--- Problem ---
Please reproduce the entries that follow without a single difference.

☆ ☆ ☆ ☆

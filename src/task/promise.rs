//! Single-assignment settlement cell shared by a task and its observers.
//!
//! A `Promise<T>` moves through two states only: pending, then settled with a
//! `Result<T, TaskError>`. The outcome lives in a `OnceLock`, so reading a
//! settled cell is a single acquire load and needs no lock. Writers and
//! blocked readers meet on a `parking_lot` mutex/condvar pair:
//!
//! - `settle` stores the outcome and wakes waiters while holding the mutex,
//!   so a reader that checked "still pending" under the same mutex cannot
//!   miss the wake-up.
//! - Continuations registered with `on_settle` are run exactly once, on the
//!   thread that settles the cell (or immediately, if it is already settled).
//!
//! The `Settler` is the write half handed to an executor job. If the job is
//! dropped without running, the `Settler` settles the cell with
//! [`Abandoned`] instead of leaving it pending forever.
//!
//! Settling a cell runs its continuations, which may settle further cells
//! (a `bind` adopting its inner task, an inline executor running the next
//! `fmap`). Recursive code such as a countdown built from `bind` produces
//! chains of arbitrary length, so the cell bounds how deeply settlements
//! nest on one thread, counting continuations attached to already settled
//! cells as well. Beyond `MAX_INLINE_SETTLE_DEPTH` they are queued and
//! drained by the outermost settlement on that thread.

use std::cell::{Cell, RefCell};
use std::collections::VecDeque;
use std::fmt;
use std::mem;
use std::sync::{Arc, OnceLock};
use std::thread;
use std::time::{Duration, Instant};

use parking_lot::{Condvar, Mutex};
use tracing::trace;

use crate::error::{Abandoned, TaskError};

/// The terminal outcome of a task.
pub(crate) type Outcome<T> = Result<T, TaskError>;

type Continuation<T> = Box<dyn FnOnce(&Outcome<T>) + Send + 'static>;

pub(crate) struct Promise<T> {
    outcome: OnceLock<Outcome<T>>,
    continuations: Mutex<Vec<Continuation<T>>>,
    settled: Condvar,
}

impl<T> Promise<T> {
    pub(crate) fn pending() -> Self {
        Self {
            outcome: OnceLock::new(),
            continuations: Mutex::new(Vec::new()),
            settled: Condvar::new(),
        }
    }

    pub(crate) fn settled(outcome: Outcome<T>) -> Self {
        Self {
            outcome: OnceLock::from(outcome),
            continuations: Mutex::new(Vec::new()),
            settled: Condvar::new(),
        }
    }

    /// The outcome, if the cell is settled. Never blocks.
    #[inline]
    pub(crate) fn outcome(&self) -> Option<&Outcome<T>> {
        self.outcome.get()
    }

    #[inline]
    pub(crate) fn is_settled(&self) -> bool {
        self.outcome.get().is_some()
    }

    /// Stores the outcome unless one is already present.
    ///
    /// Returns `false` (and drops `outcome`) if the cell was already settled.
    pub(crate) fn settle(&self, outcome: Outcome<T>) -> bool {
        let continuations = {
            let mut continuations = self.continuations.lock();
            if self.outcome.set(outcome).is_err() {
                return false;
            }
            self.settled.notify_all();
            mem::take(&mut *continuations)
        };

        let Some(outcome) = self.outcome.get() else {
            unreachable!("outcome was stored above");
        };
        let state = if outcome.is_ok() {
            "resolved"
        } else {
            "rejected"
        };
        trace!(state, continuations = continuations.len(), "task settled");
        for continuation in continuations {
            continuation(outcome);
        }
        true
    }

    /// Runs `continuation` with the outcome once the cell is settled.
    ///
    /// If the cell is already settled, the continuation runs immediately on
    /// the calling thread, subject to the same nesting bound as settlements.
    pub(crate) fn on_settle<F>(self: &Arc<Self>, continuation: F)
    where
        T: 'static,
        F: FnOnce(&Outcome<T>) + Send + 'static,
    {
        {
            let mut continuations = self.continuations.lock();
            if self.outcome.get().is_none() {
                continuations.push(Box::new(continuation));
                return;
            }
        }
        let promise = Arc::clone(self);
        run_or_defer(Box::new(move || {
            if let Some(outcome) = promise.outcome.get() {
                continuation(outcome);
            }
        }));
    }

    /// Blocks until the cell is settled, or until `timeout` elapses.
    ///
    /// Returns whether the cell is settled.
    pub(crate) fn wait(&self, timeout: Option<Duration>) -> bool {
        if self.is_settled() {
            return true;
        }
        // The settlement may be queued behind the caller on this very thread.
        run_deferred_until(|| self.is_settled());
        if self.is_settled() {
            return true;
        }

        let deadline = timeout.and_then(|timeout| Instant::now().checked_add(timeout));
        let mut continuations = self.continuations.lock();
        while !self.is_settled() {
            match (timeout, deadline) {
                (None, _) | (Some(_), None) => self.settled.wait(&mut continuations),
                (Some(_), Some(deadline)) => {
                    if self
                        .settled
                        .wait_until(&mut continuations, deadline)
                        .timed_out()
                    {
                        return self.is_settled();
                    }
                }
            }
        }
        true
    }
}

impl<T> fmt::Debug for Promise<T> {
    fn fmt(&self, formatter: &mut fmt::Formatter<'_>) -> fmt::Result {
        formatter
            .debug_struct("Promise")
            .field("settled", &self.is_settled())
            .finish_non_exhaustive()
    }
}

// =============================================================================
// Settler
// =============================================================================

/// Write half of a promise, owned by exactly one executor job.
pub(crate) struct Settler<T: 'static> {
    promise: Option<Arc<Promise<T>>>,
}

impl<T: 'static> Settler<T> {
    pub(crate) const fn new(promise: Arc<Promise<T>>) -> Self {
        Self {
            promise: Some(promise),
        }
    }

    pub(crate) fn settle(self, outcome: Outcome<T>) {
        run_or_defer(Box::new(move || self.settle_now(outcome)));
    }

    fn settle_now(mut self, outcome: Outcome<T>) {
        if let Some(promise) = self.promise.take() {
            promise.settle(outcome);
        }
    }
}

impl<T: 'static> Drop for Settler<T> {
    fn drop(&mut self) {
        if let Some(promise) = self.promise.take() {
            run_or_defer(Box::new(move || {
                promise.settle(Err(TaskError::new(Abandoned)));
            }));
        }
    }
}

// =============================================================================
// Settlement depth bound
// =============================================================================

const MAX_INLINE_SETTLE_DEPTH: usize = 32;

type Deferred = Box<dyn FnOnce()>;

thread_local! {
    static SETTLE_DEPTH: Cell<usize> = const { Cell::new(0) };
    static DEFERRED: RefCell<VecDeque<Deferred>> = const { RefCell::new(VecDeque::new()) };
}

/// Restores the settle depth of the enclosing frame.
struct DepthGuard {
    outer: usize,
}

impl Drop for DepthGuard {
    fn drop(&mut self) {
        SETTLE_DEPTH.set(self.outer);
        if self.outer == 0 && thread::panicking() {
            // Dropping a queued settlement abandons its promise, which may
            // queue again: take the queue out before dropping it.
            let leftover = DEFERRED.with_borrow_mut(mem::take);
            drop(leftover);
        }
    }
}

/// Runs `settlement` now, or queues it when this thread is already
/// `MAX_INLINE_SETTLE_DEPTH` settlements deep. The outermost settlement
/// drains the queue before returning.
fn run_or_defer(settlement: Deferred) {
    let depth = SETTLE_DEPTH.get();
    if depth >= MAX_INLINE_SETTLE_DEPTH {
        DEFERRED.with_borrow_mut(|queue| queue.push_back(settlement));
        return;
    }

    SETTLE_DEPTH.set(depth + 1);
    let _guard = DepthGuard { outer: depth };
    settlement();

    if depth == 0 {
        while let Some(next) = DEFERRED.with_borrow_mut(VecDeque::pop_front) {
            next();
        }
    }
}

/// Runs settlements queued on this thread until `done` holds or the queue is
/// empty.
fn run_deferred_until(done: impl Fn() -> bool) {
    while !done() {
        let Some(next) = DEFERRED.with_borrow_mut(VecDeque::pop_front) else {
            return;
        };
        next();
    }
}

☆ ☆ ☆ ☆

--- Answer space ---
filename src/task/promise.rs
//! Single-assignment settlement cell shared by a task and its observers.
//!
//! A `Promise<T>` moves through two states only: pending, then settled with a
//! `Result<T, TaskError>`. The outcome lives in a `OnceLock`, so reading a
//! settled cell is a single acquire load and needs no lock. Writers and
//! blocked readers meet on a `parking_lot` mutex/condvar pair:
//!
//! - `settle` stores the outcome and wakes waiters while holding the mutex,
//!   so a reader that checked "still pending" under the same mutex cannot
//!   miss the wake-up.
//! - Continuations registered with `on_settle` are run exactly once, on the
//!   thread that settles the cell (or immediately, if it is already settled).
//!
//! The `Settler` is the write half handed to an executor job. If the job is
//! dropped without running, the `Settler` settles the cell with
//! [`Abandoned`] instead of leaving it pending forever.
//!
//! Settling a cell runs its continuations, which may settle further cells
//! (a `bind` adopting its inner task, an inline executor running the next
//! `fmap`). Recursive code such as a countdown built from `bind` produces
//! chains of arbitrary length, so the cell bounds how deeply settlements
//! nest on one thread, counting continuations attached to already settled
//! cells as well. Beyond `MAX_INLINE_SETTLE_DEPTH` they are queued and
//! drained by the outermost settlement on that thread.

use std::cell::{Cell, RefCell};
use std::collections::VecDeque;
use std::fmt;
use std::mem;
use std::sync::{Arc, OnceLock};
use std::thread;
use std::time::{Duration, Instant};

use parking_lot::{Condvar, Mutex};
use tracing::trace;

use crate::error::{Abandoned, TaskError};

/// The terminal outcome of a task.
pub(crate) type Outcome<T> = Result<T, TaskError>;

type Continuation<T> = Box<dyn FnOnce(&Outcome<T>) + Send + 'static>;

pub(crate) struct Promise<T> {
    outcome: OnceLock<Outcome<T>>,
    continuations: Mutex<Vec<Continuation<T>>>,
    settled: Condvar,
}

impl<T> Promise<T> {
    pub(crate) fn pending() -> Self {
        Self {
            outcome: OnceLock::new(),
            continuations: Mutex::new(Vec::new()),
            settled: Condvar::new(),
        }
    }

    pub(crate) fn settled(outcome: Outcome<T>) -> Self {
        Self {
            outcome: OnceLock::from(outcome),
            continuations: Mutex::new(Vec::new()),
            settled: Condvar::new(),
        }
    }

    /// The outcome, if the cell is settled. Never blocks.
    #[inline]
    pub(crate) fn outcome(&self) -> Option<&Outcome<T>> {
        self.outcome.get()
    }

    #[inline]
    pub(crate) fn is_settled(&self) -> bool {
        self.outcome.get().is_some()
    }

    /// Stores the outcome unless one is already present.
    ///
    /// Returns `false` (and drops `outcome`) if the cell was already settled.
    pub(crate) fn settle(&self, outcome: Outcome<T>) -> bool {
        let continuations = {
            let mut continuations = self.continuations.lock();
            if self.outcome.set(outcome).is_err() {
                return false;
            }
            self.settled.notify_all();
            mem::take(&mut *continuations)
        };

        let Some(outcome) = self.outcome.get() else {
            unreachable!("outcome was stored above");
        };
        let state = if outcome.is_ok() {
            "resolved"
        } else {
            "rejected"
        };
        trace!(state, continuations = continuations.len(), "task settled");
        for continuation in continuations {
            continuation(outcome);
        }
        true
    }

    /// Runs `continuation` with the outcome once the cell is settled.
    ///
    /// If the cell is already settled, the continuation runs immediately on
    /// the calling thread, subject to the same nesting bound as settlements.
    pub(crate) fn on_settle<F>(self: &Arc<Self>, continuation: F)
    where
        T: 'static,
        F: FnOnce(&Outcome<T>) + Send + 'static,
    {
        {
            let mut continuations = self.continuations.lock();
            if self.outcome.get().is_none() {
                continuations.push(Box::new(continuation));
                return;
            }
        }
        let promise = Arc::clone(self);
        run_or_defer(Box::new(move || {
            if let Some(outcome) = promise.outcome.get() {
                continuation(outcome);
            }
        }));
    }

    /// Blocks until the cell is settled, or until `timeout` elapses.
    ///
    /// Returns whether the cell is settled.
    pub(crate) fn wait(&self, timeout: Option<Duration>) -> bool {
        if self.is_settled() {
            return true;
        }
        // The settlement may be queued behind the caller on this very thread.
        run_deferred_until(|| self.is_settled());
        if self.is_settled() {
            return true;
        }

        let deadline = timeout.and_then(|timeout| Instant::now().checked_add(timeout));
        let mut continuations = self.continuations.lock();
        while !self.is_settled() {
            match (timeout, deadline) {
                (None, _) | (Some(_), None) => self.settled.wait(&mut continuations),
                (Some(_), Some(deadline)) => {
                    if self
                        .settled
                        .wait_until(&mut continuations, deadline)
                        .timed_out()
                    {
                        return self.is_settled();
                    }
                }
            }
        }
        true
    }
}

impl<T> fmt::Debug for Promise<T> {
    fn fmt(&self, formatter: &mut fmt::Formatter<'_>) -> fmt::Result {
        formatter
            .debug_struct("Promise")
            .field("settled", &self.is_settled())
            .finish_non_exhaustive()
    }
}

// =============================================================================
// Settler
// =============================================================================

/// Write half of a promise, owned by exactly one executor job.
pub(crate) struct Settler<T: 'static> {
    promise: Option<Arc<Promise<T>>>,
}

impl<T: 'static> Settler<T> {
    pub(crate) const fn new(promise: Arc<Promise<T>>) -> Self {
        Self {
            promise: Some(promise),
        }
    }

    pub(crate) fn settle(self, outcome: Outcome<T>) {
        run_or_defer(Box::new(move || self.settle_now(outcome)));
    }

    fn settle_now(mut self, outcome: Outcome<T>) {
        if let Some(promise) = self.promise.take() {
            promise.settle(outcome);
        }
    }
}

impl<T: 'static> Drop for Settler<T> {
    fn drop(&mut self) {
        if let Some(promise) = self.promise.take() {
            run_or_defer(Box::new(move || {
                promise.settle(Err(TaskError::new(Abandoned)));
            }));
        }
    }
}

// =============================================================================
// Settlement depth bound
// =============================================================================

const MAX_INLINE_SETTLE_DEPTH: usize = 32;

type Deferred = Box<dyn FnOnce()>;

thread_local! {
    static SETTLE_DEPTH: Cell<usize> = const { Cell::new(0) };
    static DEFERRED: RefCell<VecDeque<Deferred>> = const { RefCell::new(VecDeque::new()) };
}

/// Restores the settle depth of the enclosing frame.
struct DepthGuard {
    outer: usize,
}

impl Drop for DepthGuard {
    fn drop(&mut self) {
        SETTLE_DEPTH.set(self.outer);
        if self.outer == 0 && thread::panicking() {
            // Dropping a queued settlement abandons its promise, which may
            // queue again: take the queue out before dropping it.
            let leftover = DEFERRED.with_borrow_mut(mem::take);
            drop(leftover);
        }
    }
}

/// Runs `settlement` now, or queues it when this thread is already
/// `MAX_INLINE_SETTLE_DEPTH` settlements deep. The outermost settlement
/// drains the queue before returning.
fn run_or_defer(settlement: Deferred) {
    let depth = SETTLE_DEPTH.get();
    if depth >= MAX_INLINE_SETTLE_DEPTH {
        DEFERRED.with_borrow_mut(|queue| queue.push_back(settlement));
        return;
    }

    SETTLE_DEPTH.set(depth + 1);
    let _guard = DepthGuard { outer: depth };
    settlement();

    if depth == 0 {
        while let Some(next) = DEFERRED.with_borrow_mut(VecDeque::pop_front) {
            next();
        }
    }
}

/// Runs settlements queued on this thread until `done` holds or the queue is
/// empty.
fn run_deferred_until(done: impl Fn() -> bool) {
    while !done() {
        let Some(next) = DEFERRED.with_borrow_mut(VecDeque::pop_front) else {
            return;
        };
        next();
    }
}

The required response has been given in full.